Brazil is a young country. About one third of the population is under 18 years old. And nearly 40 percent of them live in poverty. They are the most affected by social inequalities.

Authorities say every hour 14 cases of child abuse are reported. And they say many children simply disappear.

Some of the lucky ones are brought to hospitals. Many have been abandoned and others have been neglected by their parents.

"In most cases, abuse happens within the family and the abuser is someone close to children."
Maria de Moura Marquez / Counselor, Brasilia Maternal Children Hospital

This mother and her two daughters were separated from their father. She says she's too poor and too depressed to raise her children. So, now a child welfare institution has stepped in to help them.

"I did not have any strength. I knew I had obligations for my kids but I could not do anything."
Gisele Pereira

Officials with UNICEF Brazil have launched a new initiative to protect children. They're using a mobile phone app to try and reach 60 million mobile users across the country.

To address the issue of child abuse, UNICEF and partners created this free app.

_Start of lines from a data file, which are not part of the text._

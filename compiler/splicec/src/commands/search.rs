//! `search`: enumerate assemblies of a candidate file in cost order.

use super::{parse_count, read_file, CliError};
use crate::input::CandidateFile;
use splice_ir::Tables;
use splice_search::{search_groups, MultiQueue, SearchConfig, SearchMode};

const DEFAULT_COUNT: usize = 10;

#[derive(Debug, PartialEq)]
struct SearchArgs {
    path: String,
    config: SearchConfig,
    count: usize,
}

impl SearchArgs {
    fn parse(args: &[String]) -> Result<Self, CliError> {
        let mut path = None;
        let mut config = SearchConfig::default();
        let mut beam = None;
        let mut top_k = None;
        let mut count = DEFAULT_COUNT;

        for arg in args {
            if let Some(name) = arg.strip_prefix("--option=") {
                config.option = name.parse()?;
            } else if let Some(value) = arg.strip_prefix("--beam=") {
                beam = Some(parse_count("--beam", value)?);
            } else if let Some(value) = arg.strip_prefix("--top-k=") {
                top_k = Some(parse_count("--top-k", value)?);
            } else if let Some(value) = arg.strip_prefix("--count=") {
                count = parse_count("--count", value)?;
            } else if arg == "--regular" {
                config.mode = SearchMode::Regular;
            } else if !arg.starts_with('-') && path.is_none() {
                path = Some(arg.clone());
            } else {
                return Err(CliError::UnexpectedArgument(arg.clone()));
            }
        }

        // Regular mode: beam twice the requested count, keep the count.
        if config.mode == SearchMode::Regular {
            config.beam_width = count.saturating_mul(2);
            config.top_k = count;
        }
        if let Some(beam) = beam {
            config.beam_width = beam;
        }
        if let Some(top_k) = top_k {
            config.top_k = top_k;
        }

        Ok(SearchArgs {
            path: path.ok_or(CliError::MissingPath)?,
            config,
            count,
        })
    }
}

pub fn search_candidates(args: &[String]) -> Result<(), CliError> {
    let args = SearchArgs::parse(args)?;
    let file = CandidateFile::parse(&read_file(&args.path)?, &args.path)?;
    tracing::debug!(lines = file.lines.len(), path = %args.path, "candidates loaded");

    let outcome = search_groups(
        &file.lines,
        file.indent.as_deref(),
        &args.config,
        Tables::standard(),
    )?;

    for (line, mass) in outcome.rejected_mass.iter().enumerate() {
        if *mass > 0.0 {
            println!("line {}: rejected mass {mass:.4}", line + 1);
        }
    }

    let Some(groups) = outcome.groups else {
        println!("no valid assembly found");
        return Ok(());
    };
    println!(
        "{} scaffold(s), {} extension(s)",
        groups.len(),
        outcome.extend_count
    );

    for (rank, assembly) in MultiQueue::new(&groups).take(args.count).enumerate() {
        println!();
        println!(
            "#{rank} cost {:.4} group {}",
            assembly.cost, assembly.group
        );
        for line in assembly.code.lines() {
            println!("    {line}");
        }
    }
    Ok(())
}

When people see a child in danger, the app helps users identify the type of abuse, such as child labor or discrimination and makes it simple for them to find the nearest child protection facility or to make a direct call.

"So far we have more than 3,000 calls to the child protection institutions in Brazil, so people took action during the campaign so we are proud of the results."
Estella Caparelli / UNICEF communications officer

They're also working with children in the many urban slums here. Many live in substandard housing and poor sanitary conditions.

"Now UNICEF is helping the children of this area with this kite."
Widad Franco

Kite-flying is popular with local children. UNICEF staff and children attach a digital camera onto a kite then fly it. They get a bird-eye view of the area.

They can then compose a map using the images they captured. They identify which areas need improvement.

And their findings are reported to local authorities. They've helped to turn an area once full of trash and debris into a playground.

"It's my legacy, that the community is better today, it's much cleaner!"
Bruno Silva / Project participant

"If we invite young people to use their energy and their ability to make changes they do and they wanna do and they want and need this kind of opportunity."
Luciana Phebo / UNICEF Field Office Chief

UNICEF officials are using innovative thinking in their latest push to help children grow up safer.